In the past couple of months I have read/ listened-to a dozen Philip K Dick novels, and most of the Exegesis - his philosophical and spiritual journal written during his last eight years. I haven't enjoyed a fiction writer so much, in such quantity, for several years. Certainly, I appreciate his work more fully this time round than when I read a batch of his novels more than thirty-five years ago (triggered by watching Blade Runner - one of the half-dozen best movies I've ever seen).
Although there are several of his important works still to go (I'm 'simultaneously' reading three of them at present) I think I have by-now achieved a reasonable overview.
In particular; I have noticed that his very best novels are from the 1960s, and before the spiritual revelations that began abruptly in February and March 1974, continued through the rest of his life - and led to his almost daily and extensive work recorded in the Exegesis - which was the attempt to make sense of what was happening to him, and understand the implications.
It seems to me that the novels published after 1974 are mostly interesting and worthwhile (especially VALIS), but they lack the fluency and coherence of Dick's best 1960s novels such as Man in the High Castle, Dr Bloodmoney, Three Stigmata of Palmar Eldrich, Do Androids Dream of Electric Sheep, Martian Time Slip and Ubik. In particular, the final two novels - Divine Invasion and Transmigration of Timothy Archer - are not satifying as a whole, and have a certain flatness and lack of empathic characters.
My conclusion is that Exegesis was receiving PKD's best efforts, and the attempts to spin-off novels from it were contrived, over-planned. VALIS is something of an exception, being composed of lightly fictionalised 'excerpts' from Exegesis - however, I did not find the ending satisfying, and I enjoyed the unselfconsciousness and energy of the original, more than the same material when put into fiction.

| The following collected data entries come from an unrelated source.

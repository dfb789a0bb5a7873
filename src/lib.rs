//! treeline: a bridge between host applications and a decision-forest engine.
//!
//! The crate takes caller-supplied configuration and columnar data, infers a
//! typed data specification, materializes a columnar dataset, trains a
//! decision forest (CART, random forest, or gradient-boosted trees), and
//! hands the result back as an opaque handle. Later calls predict with,
//! save, load, and release models through that handle.
//!
//! # Key Types
//!
//! - [`ConfigMapping`] / [`TrainingConfig`] - Caller configuration and its validated form
//! - [`RawColumn`] / [`DataSpec`] / [`VerticalDataset`] - Columnar data pipeline
//! - [`ModelHandle`] - Opaque reference to a registered model
//! - [`bridge`] - The train/predict/save/load/release surface
//!
//! # Typical Flow
//!
//! ```no_run
//! use treeline::{bridge, bridge::TrainData, ConfigMapping, RawColumn};
//!
//! let columns = vec![
//!     RawColumn::numeric("sepal_length", &[5.1, 7.0, 6.3]),
//!     RawColumn::text("species", &["setosa", "versicolor", "virginica"]),
//! ];
//! let mapping = ConfigMapping::new("random_forest", "classification", "species");
//! let handle = bridge::train(&mapping, TrainData::Columns(&columns))?;
//!
//! let features = vec![RawColumn::numeric("sepal_length", &[5.0])];
//! let scores = bridge::predict(handle, &features)?;
//! bridge::release(handle);
//! # Ok::<(), treeline::Error>(())
//! ```

pub mod bridge;
pub mod config;
pub mod data;
pub mod engine;
pub mod error;
pub mod handle;
pub mod model;
pub mod serving;

// =============================================================================
// Convenience Re-exports
// =============================================================================

// Bridge surface
pub use bridge::TrainData;
pub use handle::ModelHandle;

// Configuration types
pub use config::{ConfigMapping, LearnerKind, TaskKind, TrainingConfig};

// Data types (for preparing training data)
pub use data::{
    ColumnSpec, ColumnType, DataSpec, RawColumn, RawValue, SpecGuide, VerticalDataset,
};

// Model and serving types
pub use model::{ModelMeta, TrainedModel};
pub use serving::ServingEngine;

// Errors
pub use error::{
    ConfigError, DatasetError, Error, ModelFormatError, ResourceError, TrainError,
};
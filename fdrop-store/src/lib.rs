// -*- coding: utf-8 -*-
//
// Simple file drop
//
// Copyright (C) 2011-2024 Michael Büsch <m@bues.ch>
//
// Licensed under the Apache License version 2.0
// or the MIT license, at your option.
// SPDX-License-Identifier: Apache-2.0 OR MIT

#![forbid(unsafe_code)]

mod listing;

pub use crate::listing::{format_size, list_files, FileRecord, Icon};

use anyhow::{self as ah, Context as _};
use fdrop_ident::SafeName;
use std::{
    fmt,
    fs::{self, DirBuilder, File, OpenOptions},
    io::{self, Write as _},
    os::unix::fs::DirBuilderExt as _,
    path::{Path, PathBuf},
};

/// Permissions of a newly created upload directory.
const DIR_MODE: u32 = 0o755;

#[derive(Debug)]
pub enum StoreError {
    /// The entry does not exist (or vanished).
    NotFound,
    /// The entry exists, but is not writable.
    NotWritable,
    /// All collision candidates are taken.
    Exhausted(u32),
    /// Creating or writing a new file failed.
    Write(ah::Error),
    /// Removing an existing file failed.
    Unlink(ah::Error),
}

impl fmt::Display for StoreError {
    fn fmt(&self, f: &mut fmt::Formatter<'_>) -> fmt::Result {
        match self {
            Self::NotFound => write!(f, "File not found"),
            Self::NotWritable => write!(f, "File not writable"),
            Self::Exhausted(n) => write!(f, "No free file name after {n} attempts"),
            Self::Write(e) => write!(f, "Write failed: {e:#}"),
            Self::Unlink(e) => write!(f, "Unlink failed: {e:#}"),
        }
    }
}

impl std::error::Error for StoreError {}

/// Create the directory [path] and its parents, if missing.
pub fn ensure_directory(path: &Path) -> ah::Result<()> {
    DirBuilder::new()
        .recursive(true)
        .mode(DIR_MODE)
        .create(path)
        .with_context(|| format!("Create upload directory {path:?}"))
}

fn write_payload(file: &mut File, data: &[u8]) -> ah::Result<u64> {
    file.write_all(data).context("Write upload file")?;
    file.flush().context("Flush upload file")?;
    Ok(file.metadata().context("Get upload file metadata")?.len())
}

/// A file that has been written by [UploadDir::store].
#[derive(Clone, Debug, PartialEq, Eq)]
pub struct Stored {
    pub name: SafeName,
    pub size: u64,
}

/// The flat directory holding all uploads.
#[derive(Clone, Debug)]
pub struct UploadDir {
    path: PathBuf,
}

impl UploadDir {
    /// Open the upload directory at [path].
    /// It is created, if it does not exist yet.
    pub fn open(path: &Path) -> ah::Result<Self> {
        ensure_directory(path)?;
        Ok(Self {
            path: path.to_path_buf(),
        })
    }

    pub fn path(&self) -> &Path {
        &self.path
    }

    /// Store [data] as a new file.
    ///
    /// The first free name out of the collision candidates of [name]
    /// is claimed with an exclusive create. A name that is taken in
    /// the meantime by a concurrent writer is skipped.
    pub fn store(
        &self,
        name: &SafeName,
        data: &[u8],
        max_attempts: u32,
    ) -> Result<Stored, StoreError> {
        self.store_with(name, max_attempts, |file| write_payload(file, data))
    }

    fn store_with(
        &self,
        name: &SafeName,
        max_attempts: u32,
        mut write: impl FnMut(&mut File) -> ah::Result<u64>,
    ) -> Result<Stored, StoreError> {
        for candidate in name.candidates(max_attempts) {
            let path = candidate.to_fs_path(&self.path);
            let mut file = match OpenOptions::new().write(true).create_new(true).open(&path) {
                Ok(file) => file,
                Err(e) if e.kind() == io::ErrorKind::AlreadyExists => continue,
                Err(e) => {
                    return Err(StoreError::Write(
                        ah::Error::new(e).context(format!("Create {path:?}")),
                    ));
                }
            };
            match write(&mut file) {
                Ok(size) => {
                    return Ok(Stored {
                        name: candidate,
                        size,
                    });
                }
                Err(e) => {
                    drop(file);
                    // Do not leave a truncated upload behind.
                    let _ = fs::remove_file(&path);
                    return Err(StoreError::Write(e));
                }
            }
        }
        Err(StoreError::Exhausted(max_attempts))
    }

    /// Remove the file [name].
    pub fn remove(&self, name: &SafeName) -> Result<(), StoreError> {
        let path = name.to_fs_path(&self.path);

        let meta = match fs::symlink_metadata(&path) {
            Ok(meta) => meta,
            Err(e) if e.kind() == io::ErrorKind::NotFound => return Err(StoreError::NotFound),
            Err(e) => {
                return Err(StoreError::Unlink(
                    ah::Error::new(e).context(format!("Stat {path:?}")),
                ));
            }
        };
        let ftype = meta.file_type();
        if !ftype.is_file() && !ftype.is_symlink() {
            return Err(StoreError::NotFound); // Not an upload.
        }
        if meta.permissions().readonly() {
            return Err(StoreError::NotWritable);
        }

        match fs::remove_file(&path) {
            Ok(()) => Ok(()),
            // Removed by someone else since the check.
            Err(e) if e.kind() == io::ErrorKind::NotFound => Err(StoreError::NotFound),
            Err(e) => Err(StoreError::Unlink(
                ah::Error::new(e).context(format!("Unlink {path:?}")),
            )),
        }
    }

    /// Get all regular files in the upload directory.
    pub fn list(&self) -> Vec<FileRecord> {
        list_files(&self.path)
    }
}

#[cfg(test)]
mod tests {
    use super::*;
    use fdrop_ident::UntrustedName;
    use std::{collections::BTreeSet, os::unix::fs::PermissionsExt as _};
    use tempfile::TempDir;

    fn upload_name(s: &str) -> SafeName {
        s.parse::<UntrustedName>().unwrap().into_upload_name(0)
    }

    fn existing_name(s: &str) -> SafeName {
        s.parse::<UntrustedName>()
            .unwrap()
            .into_existing_name()
            .unwrap()
    }

    fn dir_entries(dir: &Path) -> BTreeSet<String> {
        fs::read_dir(dir)
            .unwrap()
            .map(|e| e.unwrap().file_name().into_string().unwrap())
            .collect()
    }

    #[test]
    fn test_open_creates_dir() {
        let tmp = TempDir::new().unwrap();
        let path = tmp.path().join("a").join("uploads");
        assert!(!path.exists());
        let dir = UploadDir::open(&path).unwrap();
        assert!(path.is_dir());
        assert_eq!(dir.path(), path);

        let mode = fs::metadata(&path).unwrap().permissions().mode() & 0o777;
        // The umask may only remove bits.
        assert_eq!(mode & !DIR_MODE, 0);

        // Idempotent.
        UploadDir::open(&path).unwrap();
    }

    #[test]
    fn test_store_collisions() {
        let tmp = TempDir::new().unwrap();
        let dir = UploadDir::open(tmp.path()).unwrap();
        let name = upload_name("report.pdf");

        let a = dir.store(&name, b"0123456789", 10).unwrap();
        let b = dir.store(&name, b"abc", 10).unwrap();
        let c = dir.store(&name, b"", 10).unwrap();
        assert_eq!(a.name.as_str(), "report.pdf");
        assert_eq!(a.size, 10);
        assert_eq!(b.name.as_str(), "report(1).pdf");
        assert_eq!(b.size, 3);
        assert_eq!(c.name.as_str(), "report(2).pdf");
        assert_eq!(c.size, 0);

        // The first upload is untouched.
        assert_eq!(fs::read(tmp.path().join("report.pdf")).unwrap(), b"0123456789");
    }

    #[test]
    fn test_store_binary() {
        let tmp = TempDir::new().unwrap();
        let dir = UploadDir::open(tmp.path()).unwrap();
        let data: Vec<u8> = (0..=255).collect();
        let s = dir.store(&upload_name("blob.bin"), &data, 1).unwrap();
        assert_eq!(s.size, 256);
        assert_eq!(fs::read(tmp.path().join("blob.bin")).unwrap(), data);
    }

    #[test]
    fn test_store_exhausted() {
        let tmp = TempDir::new().unwrap();
        let dir = UploadDir::open(tmp.path()).unwrap();
        let name = upload_name("x.txt");
        dir.store(&name, b"1", 2).unwrap();
        dir.store(&name, b"2", 2).unwrap();
        assert!(matches!(
            dir.store(&name, b"3", 2),
            Err(StoreError::Exhausted(2))
        ));
        assert_eq!(dir_entries(tmp.path()).len(), 2);
    }

    #[test]
    fn test_store_write_failure() {
        let tmp = TempDir::new().unwrap();
        let dir = UploadDir::open(tmp.path()).unwrap();
        fs::write(tmp.path().join("report.pdf"), b"old").unwrap();

        let res = dir.store_with(&upload_name("report.pdf"), 5, |file| {
            file.write_all(b"partial")?;
            Err(ah::format_err!("No space left on device"))
        });
        match res {
            Err(StoreError::Write(e)) => assert!(format!("{e:#}").contains("No space left")),
            other => panic!("Unexpected store result: {other:?}"),
        }
        // The partial report(1).pdf is gone, the existing file is untouched.
        assert_eq!(
            dir_entries(tmp.path()),
            BTreeSet::from(["report.pdf".to_string()])
        );
        assert_eq!(fs::read(tmp.path().join("report.pdf")).unwrap(), b"old");
    }

    #[test]
    fn test_store_skips_directories() {
        let tmp = TempDir::new().unwrap();
        fs::create_dir(tmp.path().join("data")).unwrap();
        let dir = UploadDir::open(tmp.path()).unwrap();
        let s = dir.store(&upload_name("data"), b"x", 5).unwrap();
        assert_eq!(s.name.as_str(), "data(1)");
    }

    #[test]
    fn test_remove() {
        let tmp = TempDir::new().unwrap();
        let dir = UploadDir::open(tmp.path()).unwrap();
        fs::write(tmp.path().join("report.pdf"), b"x").unwrap();

        dir.remove(&existing_name("report.pdf")).unwrap();
        assert!(dir_entries(tmp.path()).is_empty());
    }

    #[test]
    fn test_remove_not_found() {
        let tmp = TempDir::new().unwrap();
        let dir = UploadDir::open(tmp.path()).unwrap();
        fs::write(tmp.path().join("keep.txt"), b"x").unwrap();
        fs::create_dir(tmp.path().join("subdir")).unwrap();
        let before = dir_entries(tmp.path());

        assert!(matches!(
            dir.remove(&existing_name("missing.txt")),
            Err(StoreError::NotFound)
        ));
        assert!(matches!(
            dir.remove(&existing_name("subdir")),
            Err(StoreError::NotFound)
        ));
        assert_eq!(dir_entries(tmp.path()), before);
    }

    #[test]
    fn test_remove_traversal() {
        let tmp = TempDir::new().unwrap();
        let outside = tmp.path().join("secret.txt");
        fs::write(&outside, b"x").unwrap();
        let dir = UploadDir::open(&tmp.path().join("uploads")).unwrap();

        assert!(matches!(
            dir.remove(&existing_name("../secret.txt")),
            Err(StoreError::NotFound)
        ));
        assert!(outside.exists());
    }

    #[test]
    fn test_remove_readonly() {
        let tmp = TempDir::new().unwrap();
        let dir = UploadDir::open(tmp.path()).unwrap();
        let path = tmp.path().join("locked.txt");
        fs::write(&path, b"x").unwrap();
        fs::set_permissions(&path, fs::Permissions::from_mode(0o444)).unwrap();

        assert!(matches!(
            dir.remove(&existing_name("locked.txt")),
            Err(StoreError::NotWritable)
        ));
        assert!(path.exists());
    }
}

// vim: ts=4 sw=4 expandtab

I feel that VALIS - by means of the literary conceits of its structure - erects a barrier of 'deniability' between the material and the reader. In particular, in all of Dick's last three works, the possibility of a genuine contact with the divine is put into brackets, and the materialist explanations seem to triumph overall. Whereas in the Exegesis, the most high intensity and ecstatic sections are without doubt those when PKD knows (albeit temporarily) that he has had real revelations of the truth.
Dick's mainstream critics and admirers, and most of his social circle, are normal modern Leftists for whom the divine is excluded by assumption; and who therefore necessarily interpret every strange experience as generated by insanity, drug use or over-imaginative wish-fulfilment.
(From what I have seen, so far) Perhaps only his friend, the author Tim Powers (a Roman Catholic) was able and willing to acknowledge that what Dick experienced included genuine divine revelations. And only when this possibility is recognised, can the Exegesis be appreciated as fully as it deserves.
I’ve never read anything by PKD. Should I start with Exegesis or with the novels?
ReplyDelete@Wm - I don't like to recommend books - because I have idiosyncratic tastes. The idea is that I enthuse about something, and it is up to thereader to infer whether he would like it, judging from the kind of person I am and the kind of things I say about the book.
ReplyDeleteIf you have a Kindle, you could read a sample of 2011 Exegesis (free) to see whether you like it. There is also a generous selection from 1991 online free at https://archive.org/stream/DickPhilipK.InPursuitOfValis/Dick_Philip_K.-In_Pursuit_of_Valis_djvu.txt .
As for the novels - I'm not sure of your taste in scifi, or what 'issues' of PKD's would most interest you... If you read the blurb for the ones I mention above, you could get an idea of their basic plot-set-up, to find which one appeals the most - and start with that.
The first time PKD popped up on my radar I went to the Project Gutenberg website, which had a few of his short stories you could start with. I didn't read all of them that were available...but I do remember enjoying Mr. Spaceship and Beyond Lies the Wub.